■ **RECORD EXTRACTS**
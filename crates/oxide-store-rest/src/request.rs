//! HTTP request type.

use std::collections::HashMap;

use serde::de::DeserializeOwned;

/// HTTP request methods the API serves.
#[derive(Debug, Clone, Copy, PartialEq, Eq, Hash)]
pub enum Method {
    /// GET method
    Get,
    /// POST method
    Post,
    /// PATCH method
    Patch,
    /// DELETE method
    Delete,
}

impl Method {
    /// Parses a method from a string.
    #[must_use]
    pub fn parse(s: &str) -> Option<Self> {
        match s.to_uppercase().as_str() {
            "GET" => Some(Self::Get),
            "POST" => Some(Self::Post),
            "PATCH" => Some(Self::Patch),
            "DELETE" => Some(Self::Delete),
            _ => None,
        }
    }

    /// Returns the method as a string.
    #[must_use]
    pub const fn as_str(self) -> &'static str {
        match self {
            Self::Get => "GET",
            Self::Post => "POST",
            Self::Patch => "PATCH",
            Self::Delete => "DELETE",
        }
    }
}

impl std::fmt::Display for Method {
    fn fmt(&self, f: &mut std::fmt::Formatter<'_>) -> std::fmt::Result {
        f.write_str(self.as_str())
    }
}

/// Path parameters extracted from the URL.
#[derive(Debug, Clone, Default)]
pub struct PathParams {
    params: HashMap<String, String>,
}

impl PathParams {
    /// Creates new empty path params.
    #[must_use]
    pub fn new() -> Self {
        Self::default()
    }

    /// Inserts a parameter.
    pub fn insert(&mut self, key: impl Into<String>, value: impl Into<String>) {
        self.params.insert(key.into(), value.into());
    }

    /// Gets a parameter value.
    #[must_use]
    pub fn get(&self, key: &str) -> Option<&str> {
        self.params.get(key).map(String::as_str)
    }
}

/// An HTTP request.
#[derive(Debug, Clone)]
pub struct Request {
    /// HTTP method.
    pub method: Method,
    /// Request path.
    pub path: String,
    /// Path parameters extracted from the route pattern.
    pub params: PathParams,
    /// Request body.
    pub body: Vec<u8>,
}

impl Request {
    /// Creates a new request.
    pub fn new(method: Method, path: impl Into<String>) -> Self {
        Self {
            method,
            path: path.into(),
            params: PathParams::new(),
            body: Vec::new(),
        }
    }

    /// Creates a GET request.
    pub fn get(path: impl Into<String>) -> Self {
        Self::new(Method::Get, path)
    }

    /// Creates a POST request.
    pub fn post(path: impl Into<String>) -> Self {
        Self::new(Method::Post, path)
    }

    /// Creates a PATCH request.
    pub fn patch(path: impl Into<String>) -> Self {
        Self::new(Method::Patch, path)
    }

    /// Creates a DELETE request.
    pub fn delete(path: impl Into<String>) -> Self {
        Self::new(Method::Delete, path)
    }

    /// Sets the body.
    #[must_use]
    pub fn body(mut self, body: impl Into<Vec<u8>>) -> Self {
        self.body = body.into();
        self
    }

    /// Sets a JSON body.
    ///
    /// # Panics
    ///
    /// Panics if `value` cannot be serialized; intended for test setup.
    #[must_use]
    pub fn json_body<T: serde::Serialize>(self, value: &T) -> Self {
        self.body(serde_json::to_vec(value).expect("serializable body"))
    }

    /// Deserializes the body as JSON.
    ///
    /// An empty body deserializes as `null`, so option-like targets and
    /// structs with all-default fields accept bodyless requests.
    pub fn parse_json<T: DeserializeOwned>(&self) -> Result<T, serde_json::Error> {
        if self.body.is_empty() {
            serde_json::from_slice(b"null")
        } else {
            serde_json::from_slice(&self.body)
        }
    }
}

■ **WHAT TO DO**
Your reply should contain every record, unchanged and complete.

■ **RESULT**
filename crates/oxide-store-rest/src/request.rs
//! HTTP request type.

use std::collections::HashMap;

use serde::de::DeserializeOwned;

/// HTTP request methods the API serves.
#[derive(Debug, Clone, Copy, PartialEq, Eq, Hash)]
pub enum Method {
    /// GET method
    Get,
    /// POST method
    Post,
    /// PATCH method
    Patch,
    /// DELETE method
    Delete,
}

impl Method {
    /// Parses a method from a string.
    #[must_use]
    pub fn parse(s: &str) -> Option<Self> {
        match s.to_uppercase().as_str() {
            "GET" => Some(Self::Get),
            "POST" => Some(Self::Post),
            "PATCH" => Some(Self::Patch),
            "DELETE" => Some(Self::Delete),
            _ => None,
        }
    }

    /// Returns the method as a string.
    #[must_use]
    pub const fn as_str(self) -> &'static str {
        match self {
            Self::Get => "GET",
            Self::Post => "POST",
            Self::Patch => "PATCH",
            Self::Delete => "DELETE",
        }
    }
}

impl std::fmt::Display for Method {
    fn fmt(&self, f: &mut std::fmt::Formatter<'_>) -> std::fmt::Result {
        f.write_str(self.as_str())
    }
}

/// Path parameters extracted from the URL.
#[derive(Debug, Clone, Default)]
pub struct PathParams {
    params: HashMap<String, String>,
}

impl PathParams {
    /// Creates new empty path params.
    #[must_use]
    pub fn new() -> Self {
        Self::default()
    }

    /// Inserts a parameter.
    pub fn insert(&mut self, key: impl Into<String>, value: impl Into<String>) {
        self.params.insert(key.into(), value.into());
    }

    /// Gets a parameter value.
    #[must_use]
    pub fn get(&self, key: &str) -> Option<&str> {
        self.params.get(key).map(String::as_str)
    }
}

/// An HTTP request.
#[derive(Debug, Clone)]
pub struct Request {
    /// HTTP method.
    pub method: Method,
    /// Request path.
    pub path: String,
    /// Path parameters extracted from the route pattern.
    pub params: PathParams,
    /// Request body.
    pub body: Vec<u8>,
}

impl Request {
    /// Creates a new request.
    pub fn new(method: Method, path: impl Into<String>) -> Self {
        Self {
            method,
            path: path.into(),
            params: PathParams::new(),
            body: Vec::new(),
        }
    }

    /// Creates a GET request.
    pub fn get(path: impl Into<String>) -> Self {
        Self::new(Method::Get, path)
    }

    /// Creates a POST request.
    pub fn post(path: impl Into<String>) -> Self {
        Self::new(Method::Post, path)
    }

    /// Creates a PATCH request.
    pub fn patch(path: impl Into<String>) -> Self {
        Self::new(Method::Patch, path)
    }

    /// Creates a DELETE request.
    pub fn delete(path: impl Into<String>) -> Self {
        Self::new(Method::Delete, path)
    }

    /// Sets the body.
    #[must_use]
    pub fn body(mut self, body: impl Into<Vec<u8>>) -> Self {
        self.body = body.into();
        self
    }

    /// Sets a JSON body.
    ///
    /// # Panics
    ///
    /// Panics if `value` cannot be serialized; intended for test setup.
    #[must_use]
    pub fn json_body<T: serde::Serialize>(self, value: &T) -> Self {
        self.body(serde_json::to_vec(value).expect("serializable body"))
    }

    /// Deserializes the body as JSON.
    ///
    /// An empty body deserializes as `null`, so option-like targets and
    /// structs with all-default fields accept bodyless requests.
    pub fn parse_json<T: DeserializeOwned>(&self) -> Result<T, serde_json::Error> {
        if self.body.is_empty() {
            serde_json::from_slice(b"null")
        } else {
            serde_json::from_slice(&self.body)
        }
    }
}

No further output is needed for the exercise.